Les élections de 2018 sont entrées dans l’histoire comme celles qui ont été les plus difficiles à organiser. Reportées plusieurs fois, elles ont eu lieu le dimanche 30 décembre 2018. Mais, quels sont les autres rendez-vous électoraux organisés dans le pays? Nous allons les brosser succinctement pour les cadrer dans le temps et dans l’histoire.
Congo belge
1957
Le premier scrutin dans l’histoire du Congo a lieu le 8 décembre 1957. Appelées consultations, ces élections municipales ne sont organisées que dans trois villes à savoir Léopoldville (Kinshasa), Elisabethville (Lubumbashi) et Jadotville (Likasi). Elles sont ouvertes aux femmes, aux Congolais et aux Belges âgés au moins de 25 ans et résidant de façons stable dans la ville où ils sont candidats. Faits saillants, plusieurs partis politiques voient le jour après le scrutin. Élu bourgmestre de la commune de Dendale, Joseph Kasa-Vubu est intronisé le 20 avril 1958. Il prononce à cette occasion un discours dans lequel il déclare : « La Belgique doit reconnaître la nationalité congolaise ou l’autonomie interne du pays afin de permettre aux Belges et étrangers établis au Congo depuis de longues années d’acquérir cette nationalité et assurer ainsi l’exercice des droits qu’ils ont acquis chez nous. (…) L’instauration de la démocratie ne sera établie que dans la mesure où nous obtiendrons l’autonomie, fût-ce interne. (…) Il n’y a pas de démocratie tant que le vote n’est pas généralisé. (…) Le premier pas n’est donc pas encore accompli. Nous demandons des élections générales et l’autonomie interne. »
1959
Des élections municipales au suffrage universel sont tenues après les émeutes du 4 janvier pour élire des conseillers municipaux et des membres des conseils des territoires dans les milieux ruraux. Elles sont boycottées par plusieurs partis politiques dont les leaders sont plus préoccupés par les revendications de l’indépendance. Au 1er décembre de cette même année, le Congo compte 36 partis politiques.

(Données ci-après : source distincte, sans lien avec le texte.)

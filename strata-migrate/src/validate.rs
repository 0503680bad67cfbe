//! Checking a live database against an expected definition.

use std::fmt;

use rusqlite::Connection;
use strata_sqlite::Context;

use crate::catalog::CatalogReader;
use crate::diff::diff_schema;
use crate::error::MigrateResult;
use crate::shadow::load_schema;

/// The live schema does not match the expected definition.
#[derive(Debug, Clone, PartialEq, Eq)]
pub struct ValidationError {
    /// Rendered difference, live schema on the left.
    pub diff: String,
}

impl fmt::Display for ValidationError {
    fn fmt(&self, f: &mut fmt::Formatter<'_>) -> fmt::Result {
        write!(f, "invalid schema (-got, +want):\n{}", self.diff)
    }
}

impl std::error::Error for ValidationError {}

/// Check that the schema visible through `conn` is structurally the one
/// `sql` defines.
pub fn validate(conn: &Connection, sql: &str) -> MigrateResult<()> {
    validate_with(conn, sql, &CatalogReader::default(), &Context::background())
}

/// [`validate`] with an explicit reader and context.
pub fn validate_with(
    conn: &Connection,
    sql: &str,
    reader: &CatalogReader,
    ctx: &Context,
) -> MigrateResult<()> {
    let want = load_schema(reader, sql, ctx)?;
    let got = {
        let _guard = ctx.attach(conn);
        reader.read(conn)?
    };
    ctx.check()?;

    if got == want {
        return Ok(());
    }
    Err(ValidationError {
        diff: diff_schema(&got, &want),
    }
    .into())
}

#[cfg(test)]
mod tests {
    use super::*;
    use crate::error::MigrationError;

    #[test]
    fn test_validate_matches() {
        let conn = Connection::open_in_memory().unwrap();
        conn.execute_batch("CREATE TABLE t (a TEXT); ALTER TABLE t ADD COLUMN b INTEGER;")
            .unwrap();
        validate(&conn, "CREATE TABLE t (a TEXT, b INTEGER);").unwrap();
    }

    #[test]
    fn test_validate_reports_diff() {
        let conn = Connection::open_in_memory().unwrap();
        conn.execute_batch("CREATE TABLE t (a TEXT);").unwrap();

        let err = validate(&conn, "CREATE TABLE t (a TEXT); CREATE INDEX t_a ON t (a);").unwrap_err();
        let MigrationError::Validation(invalid) = &err else {
            panic!("unexpected error: {}", err);
        };
        assert!(invalid.diff.contains(">> Add index \"t_a\""));
        assert!(err.to_string().starts_with("invalid schema (-got, +want):\n"));
    }

    #[test]
    fn test_validate_bad_sql() {
        let conn = Connection::open_in_memory().unwrap();
        let err = validate(&conn, "CREATE TABLE (").unwrap_err();
        assert!(matches!(err, MigrationError::Sqlite(_)));
    }
}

1960 : Élections générales
Après les émeutes sanglantes du 4 janvier 1959 qui ont ouvert la voie à la Table ronde de Bruxelles, des élections législatives, sénatoriales et provinciales sont organisées. Elles se déroulent du 11 au 22 mai 1960 dans le cadre de l’indépendance prévue le 30 juin. Plusieurs partis politiques présentent leurs candidats à plus de 2 millions de Congolais. Avec 137 sièges obtenus, le MNC et ses alliés raflent la majorité au Senat et à la Chambre. Patrice Lumumba est de facto nommé Premier ministre tandis que Joseph Kasa-Vubu est élu Président de la république par le parlement avec 78,7 % des voix au détriment de Jean Bolikango (21,2 %).
République du Congo / Congo Léo
1964
Du 25 juin au 10 juillet est organisé sous l’’egide de Kasa-Vubu le premier référendum de l’histoire du Congo. Le peuple est appelé à se prononcer pour ou contre la Constitution de Luluabourg en remplacement de la Loi fondamentale léguée par la Belgique après l’indépendance. Le vote se fait par le biais d’un bulletin « pour » de couleur verte et d’un bulletin « contre » de couleur noire. Le oui l’emporte à une large majorité avec 90,82 % des voix. Le 1er août, le Congo-Léo devient la République démocratique du Congo.
RDC
1965 : Élections générales
Du 18 mars au 30 avril ont lieu les élections législatives, sénatoriales et provinciales en prélude à l’élection présidentielle à venir. Le cartel de la CONACO mené par Moïse Tshombe se taille la part du lion (122 élus sur 167) devant tous les partis dont l’Abako du président Kasa-Vubu. Mais les résultats sont contestés par plusieurs formations politiques dans certaines villes. La cour d’appel de Léopoldville annule le scrutin au Kivu Central, Goma-Rutshuru, Cuvette Centrale, Fizi, Kwilu et Maniema pour les organiser entre le 8 et le 22 août. Ces élections pluralistes sont les dernières car l’armée met fin au processus démocratique par le coup d’État du 24 novembre.
1967
La seconde élection référendaire est organisée par Mobutu devenu président près de deux ans plus tôt. Du 4 au 10 juin, les Congolais sont appelés à se prononcer sur la Constitution de 1967 qui instaure un parlement monocaméral et impose un mandat présidentiel de sept ans renouvelable indéfiniment. Les électeurs votent par le biais d’un bulletin « pour » de couleur rouge et d’un bulletin « contre » de couleur noire. La nouvelle constitution est adoptée avec 98,44 % des voix.
1970
Mobutu règne depuis cinq ans. Faisant suite aux résolutions du premier congrès extraordinaire du MPR et après avoir éliminé ou éloigné ses concurrents les plus sérieux, Le part-État organise les premières élections présidentielles congolaises les 31 octobre et 1er novembre. Dans le système monopartite qu’il a introduit, Mobutu est le seul candidat à sa propre succession. Les électeurs doivent choisir entre un bulletin vert du oui ou un bulletin rouge du refus. C’est un plébiscite.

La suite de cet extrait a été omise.